United States v. Mazzochi

75 F.2d 497 | 2d Cir. | 1935

PER CURIAM.

The defendants Mazzochi and Millinan, with seven others, were twice indicted in the District Court; each indictment being in four counts, the fourth being for conspiracy. At the trial the prosecution moved to consolidate the two indictments, which was done, and upon the third day Mazzochi and Millinan pleaded guilty; the trial continuing against the others, whom this appeal does not concern. At its conclusion the court sentenced Mazzochi and Millinan to two years’ imprisonment on each conspiracy count, to be served consecutively, and to two fines of $10,000 each, thus duplicating the maximum sentenced The only question on this appeal is whether the two counts laid separate crimes. No bill of exceptions was prepared, and of course none would have been possible upon a plea of guilty, since the evidence had nothing to do with these defendants. Each count was the same except for its concluding clause; each alleged that all the defendants from the 1st of January until April 9th, when the indictment was filed, conspired with other persons unknown to the grand jury in the vicinity of the corner of Twenty-Fourth street and Seventh avenue, 90 Bowery and 277 Grand street, to buy and sell heroin, cocaine, "and divers forms of drugs to the grand jurors unknown,” after such drugs had been unlawfully imported into the United States. In pursuance of this general scheme, one defendant was to lease a specified apartment where the drugs were to be kept, four other defendants at 90 Bowery and at 277 Grand street were to solicit orders on the telephone for the sale of the drugs, and Mazzochi and Millinan were to deliver them pursuant to the orders so secured. So far the counts are verbatim and literatim identical, but their conclusions differed. In one it was alleged that on March 30th Maz-zochi and Millinan and three of the other defendants were to meet near 220 West Twenty-Fourth street in order to sell to one Harris between two and three ounces of heroin. In the other it was alleged that on that day Mazzochi and Millinan and two other defendants were to meet near 220 West Twenty-Fourth street and attempt to sell to two other persons sixty-two grains of smoking opium. The overt acts were identical.
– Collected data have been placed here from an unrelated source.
//! [`User`] definitions.

pub mod session;

use std::sync::LazyLock;

use common::define_kind;
#[cfg(doc)]
use common::DateTime;
use common::{unit, DateTimeOf};
use derive_more::{AsRef, Display, From, FromStr, Into};
#[cfg(feature = "postgres")]
use postgres_types::{FromSql, ToSql};
use regex::Regex;
use secrecy::{zeroize::Zeroize, CloneableSecret};
use serde::{Deserialize, Serialize};
use uuid::Uuid;

pub use self::session::Session;

/// Platform user.
#[derive(Clone, Debug, From)]
pub struct User {
    /// ID of this [`User`]
    pub id: Id,

    /// [`Name`] of this [`User`].
    pub name: Name,

    /// [`Email`] of this [`User`], serving as the login.
    pub email: Email,

    /// [`PasswordHash`] of this [`User`].
    pub password_hash: PasswordHash,

    /// [`Role`] of this [`User`].
    pub role: Role,

    /// [`Age`] of this [`User`].
    ///
    /// Collected for patients only.
    pub age: Option<Age>,

    /// [`Gender`] of this [`User`].
    ///
    /// Collected for patients only.
    pub gender: Option<Gender>,

    /// [`ImageUrl`] of this [`User`]'s profile image.
    pub image_url: Option<ImageUrl>,

    /// [`DateTime`] when this [`User`] was created.
    pub created_at: CreationDateTime,
}

/// ID of a [`User`].
#[derive(
    Clone,
    Copy,
    Debug,
    Default,
    Deserialize,
    Display,
    Eq,
    From,
    FromStr,
    Hash,
    Into,
    PartialEq,
    Serialize,
)]
#[cfg_attr(feature = "postgres", derive(ToSql, FromSql), postgres(transparent))]
pub struct Id(Uuid);

impl Id {
    /// Creates a new random [`Id`].
    #[must_use]
    pub fn new() -> Self {
        Self(Uuid::new_v4())
    }
}

define_kind! {
    #[doc = "Role of a [`User`] on the platform."]
    enum Role {
        #[doc = "A practicing doctor listed in the directory."]
        Doctor = 1,

        #[doc = "A patient."]
        Patient = 2,
    }
}

define_kind! {
    #[doc = "Gender of a [`User`]."]
    enum Gender {
        #[doc = "Male."]
        Male = 1,

        #[doc = "Female."]
        Female = 2,

        #[doc = "Any other or undisclosed gender."]
        Other = 3,
    }
}

/// Name of a [`User`].
#[derive(AsRef, Clone, Debug, Display, Eq, PartialEq)]
#[as_ref(str, String)]
#[cfg_attr(feature = "postgres", derive(FromSql, ToSql), postgres(transparent))]
pub struct Name(String);

impl Name {
    /// Creates a new [`Name`].
    ///
    /// # Safety
    ///
    /// The caller must ensure that the given `name` matches the format.
    #[expect(unsafe_code, reason = "bypass")]
    #[must_use]
    pub unsafe fn new_unchecked(name: impl Into<String>) -> Self {
        Self(name.into())
    }

    /// Creates a new [`Name`] if the given `name` is valid.
    #[must_use]
    pub fn new(name: impl Into<String>) -> Option<Self> {
        let name = name.into();
        Self::check(&name).then_some(Self(name))
    }

    /// Checks whether the given `name` is a valid [`Name`].
    fn check(name: impl AsRef<str>) -> bool {
        let name = name.as_ref();
        name.trim() == name && !name.is_empty() && name.len() <= 512
    }
}

impl FromStr for Name {
    type Err = &'static str;

    fn from_str(s: &str) -> Result<Self, Self::Err> {
        Self::new(s).ok_or("invalid `Name`")
    }
}

/// Password of a [`User`].
#[derive(Clone, Debug, Display, Eq, From, PartialEq)]
#[from(&str, String)]
pub struct Password(String);

impl Password {
    /// Creates a new [`Password`].
    ///
    /// # Safety
    ///
    /// The caller must ensure that the given `password` matches the format.
    #[expect(unsafe_code, reason = "bypass")]
    #[must_use]
    pub unsafe fn new_unchecked(password: impl Into<String>) -> Self {
        Self(password.into())
    }

    /// Creates a new [`Password`] if the given `password` is valid.
    #[must_use]
    pub fn new(password: impl Into<String>) -> Option<Self> {
        let password = password.into();
        Self::check(&password).then_some(Self(password))
    }

    /// Checks whether the given `password` is a valid [`Password`].
    fn check(password: impl AsRef<str>) -> bool {
        let password = password.as_ref();
        password.len() >= 6 && password.len() <= 128
    }
}

impl FromStr for Password {
    type Err = &'static str;

    fn from_str(s: &str) -> Result<Self, Self::Err> {
        Self::new(s).ok_or("invalid `Password`")
    }
}

impl CloneableSecret for Password {}
impl Zeroize for Password {
    fn zeroize(&mut self) {
        self.0.zeroize();
    }
}

/// Password hash of a [`User`].
#[derive(Clone, Debug, Display, Eq, PartialEq)]
#[cfg_attr(feature = "postgres", derive(FromSql, ToSql), postgres(transparent))]
pub struct PasswordHash(String);

impl PasswordHash {
    /// Creates a new [`PasswordHash`] from the given [`Password`].
    #[must_use]
    pub fn new(password: &Password) -> Self {
        // TODO: Use `argon2` or any other secure hashing algorithm.
        Self(password.to_string())
    }
}

/// Email address of a [`User`].
#[derive(AsRef, Clone, Debug, Display, Eq, PartialEq)]
#[as_ref(str, String)]
#[cfg_attr(feature = "postgres", derive(FromSql, ToSql), postgres(transparent))]
pub struct Email(String);

impl Email {
    /// Creates a new [`Email`].
    ///
    /// # Safety
    ///
    /// The caller must ensure that the given `address` matches the format.
    #[expect(unsafe_code, reason = "bypass")]
    #[must_use]
    pub unsafe fn new_unchecked(address: impl Into<String>) -> Self {
        Self(address.into())
    }

    /// Creates a new [`Email`] if the given `address` is valid.
    #[must_use]
    pub fn new(address: impl Into<String>) -> Option<Self> {
        let address = address.into();
        Self::check(&address).then_some(Self(address))
    }

    /// Checks whether the given `address` is a valid [`Email`].
    fn check(address: impl AsRef<str>) -> bool {
        /// Regular expression checking [`Email`] format.
        static REGEX: LazyLock<Regex> = LazyLock::new(|| {
            Regex::new(
                "^([^\\x00-\\x20\\x22\\x28\\x29\\x2c\\x2e\\x3a-\
                     \\x3c\\x3e\\x40\\x5b-\\x5d\\x7f-\\xff]+\
                  |\\x22([^\\x0d\\x22\\x5c\\x80-\\xff]\
                  |\\x5c[\\x00-\\x7f])*\\x22)\
                  (\\x2e([^\\x00-\\x20\\x22\\x28\\x29\\x2c\\x2e\\x3a-\
                           \\x3c\\x3e\\x40\\x5b-\\x5d\\x7f-\\xff]+\
                        |\\x22([^\\x0d\\x22\\x5c\\x80-\\xff]\
                        |\\x5c[\\x00-\\x7f])*\\x22))*\\x40\
                  ([^\\x00-\\x20\\x22\\x28\\x29\\x2c\\x2e\\x3a-\
                     \\x3c\\x3e\\x40\\x5b-\\x5d\\x7f-\\xff]+\
                  |\\x5b([^\\x0d\\x5b-\\x5d\\x80-\\xff]\
                        |\\x5c[\\x00-\\x7f])*\\x5d)\
                  (\\x2e([^\\x00-\\x20\\x22\\x28\\x29\\x2c\\x2e\\x3a-\
                           \\x3c\\x3e\\x40\\x5b-\\x5d\\x7f-\\xff]+\
                        |\\x5b([^\\x0d\\x5b-\\x5d\\x80-\\xff]\
                        |\\x5c[\\x00-\\x7f])*\\x5d))*$",
            )
            .expect("valid regex")
        });

        REGEX.is_match(address.as_ref())
    }
}

impl FromStr for Email {
    type Err = &'static str;

    fn from_str(s: &str) -> Result<Self, Self::Err> {
        Self::new(s).ok_or("invalid `Email`")
    }
}

/// Phone number of a person.
#[derive(AsRef, Clone, Debug, Display, Eq, PartialEq)]
#[as_ref(str, String)]
#[cfg_attr(feature = "postgres", derive(FromSql, ToSql), postgres(transparent))]
pub struct Phone(String);

impl Phone {
    /// Creates a new [`Phone`].
    ///
    /// # Safety
    ///
    /// The caller must ensure that the given `number` matches the format.
    #[expect(unsafe_code, reason = "bypass")]
    #[must_use]
    pub unsafe fn new_unchecked(number: impl Into<String>) -> Self {
        Self(number.into())
    }

    /// Creates a new [`Phone`] if the given `number` is valid.
    #[must_use]
    pub fn new(number: impl Into<String>) -> Option<Self> {
        let number = number.into();
        Self::check(&number).then_some(Self(number))
    }

    /// Checks whether the given `number` is a valid [`Phone`].
    fn check(number: impl AsRef<str>) -> bool {
        /// Regular expression checking [`Phone`] format.
        static REGEX: LazyLock<Regex> = LazyLock::new(|| {
            Regex::new(r"^([+]?\d{1,2}[-\s]?|)\d{3}[-\s]?\d{3}[-\s]?\d{4}$")
                .expect("valid regex")
        });

        REGEX.is_match(number.as_ref())
    }
}

impl FromStr for Phone {
    type Err = &'static str;

    fn from_str(s: &str) -> Result<Self, Self::Err> {
        Self::new(s).ok_or("invalid `Phone`")
    }
}

/// Age of a [`User`], in full years.
#[derive(Clone, Copy, Debug, Display, Eq, Into, PartialEq)]
#[cfg_attr(feature = "postgres", derive(FromSql, ToSql), postgres(transparent))]
pub struct Age(i16);

impl Age {
    /// Creates a new [`Age`] if the given `years` value is sensible.
    #[must_use]
    pub fn new(years: i16) -> Option<Self> {
        (1..=150).contains(&years).then_some(Self(years))
    }
}

impl FromStr for Age {
    type Err = &'static str;

    fn from_str(s: &str) -> Result<Self, Self::Err> {
        s.parse()
            .ok()
            .and_then(Self::new)
            .ok_or("invalid `Age`")
    }
}

/// URL of a [`User`]'s profile image.
#[derive(AsRef, Clone, Debug, Display, Eq, PartialEq)]
#[as_ref(str, String)]
#[cfg_attr(feature = "postgres", derive(FromSql, ToSql), postgres(transparent))]
pub struct ImageUrl(String);

impl ImageUrl {
    /// Creates a new [`ImageUrl`].
    ///
    /// # Safety
    ///
    /// The caller must ensure that the given `url` matches the format.
    #[expect(unsafe_code, reason = "bypass")]
    #[must_use]
    pub unsafe fn new_unchecked(url: impl Into<String>) -> Self {
        Self(url.into())
    }

    /// Creates a new [`ImageUrl`] if the given `url` is valid.
    #[must_use]
    pub fn new(url: impl Into<String>) -> Option<Self> {
        let url = url.into();
        Self::check(&url).then_some(Self(url))
    }

    /// Checks whether the given `url` is a valid [`ImageUrl`].
    fn check(url: impl AsRef<str>) -> bool {
        let url = url.as_ref();
        (url.starts_with("http://") || url.starts_with("https://"))
            && url.len() <= 2048
    }
}

impl FromStr for ImageUrl {
    type Err = &'static str;

    fn from_str(s: &str) -> Result<Self, Self::Err> {
        Self::new(s).ok_or("invalid `ImageUrl`")
    }
}

/// [`DateTime`] when a [`User`] was created.
pub type CreationDateTime = DateTimeOf<(User, unit::Creation)>;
Thus these two alleged conspiracies were precisely alike in content and personnel up to the point where the two sales which distinguish the counts came into prospect. The two conspirators were the same; the same crimes were proposed; the same drugs were to be sold; the way they were to be sold was the same; the several conspirators were to play the same part in their disposition. It might indeed be possible to describe in substantially the same terms two conspiracies, really separate because from the outset one was to result in one sale only, the other in another; but the scheme alleged in these counts forbids such an ■ interpretation. It is apparent that at the outset no particular sale could have been specifically in mind; the conspirators could not know to whom they would sell; they arranged a plan for disposing of their drugs by which they should be sold on general solicitation, and the specific sales were the result of that method. This is the only reasonable interpretation of the language. If there had been a trial, possibly the prosecution might not have been rigidly held to its pleading; but here it must be, for there is nothing else by which to judge its meaning; nothing can be shown dehors the indict*498ment to prove what the pleader meant but did not express.

Now it would be preposterous to argue that, if several persons combine to sell drugs' generally, that single venture breaks up into as many separate ventures as there chance to be sales. The sales are the conclusion and the fruit of the original plan, the very reason for its being; they may be multiform, but the plan is single. Sprague v. Aderholt (D. C.) 45 F.(2d) 790., In this regard a conspiracy is wholly unlike the substantive crimes which it contemplates. Cases like Blockburger v. U. S., 284 U. S. 299, 52 S. Ct. 180, 76 L. Ed. 306, and United States v. Busch, 64 F.(2d) 27 (C. C. A. 2), are therefore beside the point. We have ordinarily, of course, no power over the sentence, though we have repeatedly expressed our disapproval of cumulating sentences by verbal devices. Harrison v. United States (C. C. A.) 7 F.(2d) 259; Hartson v. U. S. (C. C. A.) 14 F.(2d) 561; Amendola v. U. S. (C. C. A.) 17 F.(2d) 529; Nash v. U. S. (C. C. A.) 54 F.(2d) 1006. In the case at bar, fortunately the question does fall within our powers, for without separate conspiracies the two sentences were unlawful. Even the most hardened malefactor may insist that, when Congress has fixed a limit to his punishment, no judge, however righteously indignant, shall mete out more.

Judgment reversed; sentence reduced to the maximum for a single count.